As expected, the Chancellor was forced to concede that Britain's stock of debt will not be coming down by 2015, as planned; 2016 is now pencilled in instead. The target was always an arbitrary one, but the admission of failure is no less embarrassing for all that. The good news for Mr Osborne is that the OBR has given him a reprieve on his other, far more important, goal. Not only do the latest, conspicuously independent figures allow Mr Osborne to claim – as he did with considerable gusto yesterday – that he is successfully getting a grip on out-of-control Government borrowing; they also judge him to be "on course" to close the yawning gap between the Government's income and its outgoings. Never mind that economic forecasts (from the OBR or otherwise) rarely prove to be accurate. They provide the Chancellor with much-needed cover, nonetheless.

No less significant is the assessment of Britain's broader economic performance. Crucially for Mr Osborne, the OBR says that neither this year's slump nor the weak outlook have been caused by Government cuts; rather, they reflect factors beyond the Treasury's control – inflation, the problems in the eurozone, the ongoing hangover from the financial crisis. Without such assistance, Ed Balls's fulminations about the demonstrable dangers of cutting "too far, too fast" would be tricky to rebut. For now, with the OBR's support, Mr Osborne can continue to shrug them off.

A small sigh of relief for the Chancellor, then. Out in the real world, however, there is nothing to be cheerful about. The growth forecasts for the next four years have all been revised sharply downwards and, as a result, the fiscal consolidation – spending cuts and tax rises – needed to reduce the deficit must continue even longer. When the Coalition came to office in 2010, austerity was to be over by 2015; now it will continue until 2018.

So much for the big picture; what of the specifics? The Chancellor did manage to find a few sweeteners yesterday – cancelling the rise in fuel duty due in January, tweaking the income tax threshold slightly higher, and boosting the limit on tax-free savings. But any giveaways were more than offset by measures to reduce pension tax relief, squeeze working age benefits and limit a suite of tax exemptions.

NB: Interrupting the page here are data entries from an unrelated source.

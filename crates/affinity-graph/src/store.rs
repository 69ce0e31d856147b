use crate::index::IncrementalIndex;
use sled::Db;
use std::path::Path;
use thiserror::Error;
use tracing::info;

#[derive(Error, Debug)]
pub enum StoreError {
    #[error("Database error: {0}")]
    Sled(#[from] sled::Error),
    #[error("Serialization error: {0}")]
    Bincode(#[from] bincode::Error),
    #[error("Invalid snapshot: {0}")]
    Snapshot(#[from] affinity_core::Error),
}

/// Persists index snapshots in a sled database.
pub struct IndexStore {
    db: Db,
}

impl IndexStore {
    /// Opens or creates an index store at the specified path.
    pub fn open<P: AsRef<Path>>(path: P) -> Result<Self, StoreError> {
        let db = sled::open(path)?;
        Ok(Self { db })
    }

    /// Saves the entire index to the store.
    ///
    /// The snapshot is encoded with bincode and stored under a fixed key "main_index".
    pub fn save_index(&self, index: &IncrementalIndex) -> Result<(), StoreError> {
        let bytes = index.to_bytes()?;
        let len = bytes.len();
        self.db.insert("main_index", bytes)?;
        self.db.flush()?;
        info!("Saved index with {} items ({} bytes)", index.len(), len);
        Ok(())
    }

    /// Loads the index from the store.
    pub fn load_index(&self) -> Result<Option<IncrementalIndex>, StoreError> {
        if let Some(bytes) = self.db.get("main_index")? {
            let index = IncrementalIndex::from_bytes(&bytes)?;
            info!("Loaded index with {} items", index.len());
            Ok(Some(index))
        } else {
            Ok(None)
        }
    }

    /// Clears the stored index.
    pub fn clear(&self) -> Result<(), StoreError> {
        self.db.remove("main_index")?;
        self.db.flush()?;
        Ok(())
    }
}

#[cfg(test)]
mod tests {
    use super::*;
    use crate::admission::AdmitAll;
    use crate::weight::JaccardDistance;
    use affinity_core::{Item, ItemKey};
    use tempfile::tempdir;

    #[test]
    fn test_save_load_index() {
        let dir = tempdir().unwrap();
        let store = IndexStore::open(dir.path()).unwrap();

        let mut index = IncrementalIndex::new();
        index.add_item(Item::new("a").with_tags(["x"]), &JaccardDistance, &AdmitAll).unwrap();
        index.add_item(Item::new("b").with_tags(["x", "y"]), &JaccardDistance, &AdmitAll).unwrap();

        store.save_index(&index).unwrap();

        let loaded = store.load_index().unwrap().unwrap();
        assert_eq!(loaded.len(), 2);
        assert_eq!(
            loaded.graph().weight_between(&ItemKey::new("a"), &ItemKey::new("b")),
            Some(0.5)
        );
    }

    #[test]
    fn test_load_empty_store() {
        let dir = tempdir().unwrap();
        let store = IndexStore::open(dir.path()).unwrap();
        assert!(store.load_index().unwrap().is_none());
    }

    #[test]
    fn test_clear() {
        let dir = tempdir().unwrap();
        let store = IndexStore::open(dir.path()).unwrap();
        store.save_index(&IncrementalIndex::new()).unwrap();
        assert!(store.load_index().unwrap().is_some());

        store.clear().unwrap();
        assert!(store.load_index().unwrap().is_none());
    }
}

The principal challenge, of course, is to stimulate growth in the private sector, to take up the slack left by the retrenchment of the state. Business taxes are, therefore, to fall, and the incentives for companies to invest in buildings and equipment will rise. Meanwhile, the Chancellor is paring back Whitehall departments' day-to-day running costs and channelling the proceeds into £5bn worth of capital projects, including school-building programmes and transport links.

There are some good ideas here. Even taken together, though, they are of only marginal economic impact. The unavoidable reality is that, until the debts of the boom years are paid off, the Chancellor has little room to manoeuvre. The Autumn Statement was, then, not much about economics at all. It was about politics.

Mr Osborne needed to salvage his reputation for competence after the fiascos of the Budget. And he needed to restore some credibility to his oft-repeated – and much derided – claim that "we are all in it together". How far he succeeded in either case remains to be seen. But by bearing down on the better off at one end of the scale, and the unemployed at the other, he hopes to reinforce his claim to be the champion of the hard-working majority in the middle – the "strivers" – without whose support he is lost.

Ultimately, all depends on the Chancellor's ability to convince the public that his strategy is working. His refrain yesterday was: "The road is hard but we are making progress." Thanks to the OBR, his claim is still just about plausible. The question now is: for how long? The economy is expected to contract again in the fourth quarter of this year; there are ructions to come over Whitehall job cuts and the squeeze on pensions; and the prospect of Britain losing its triple-A credit rating has far from receded. And that is only the immediate future. Mr Osborne clung on yesterday. But only just.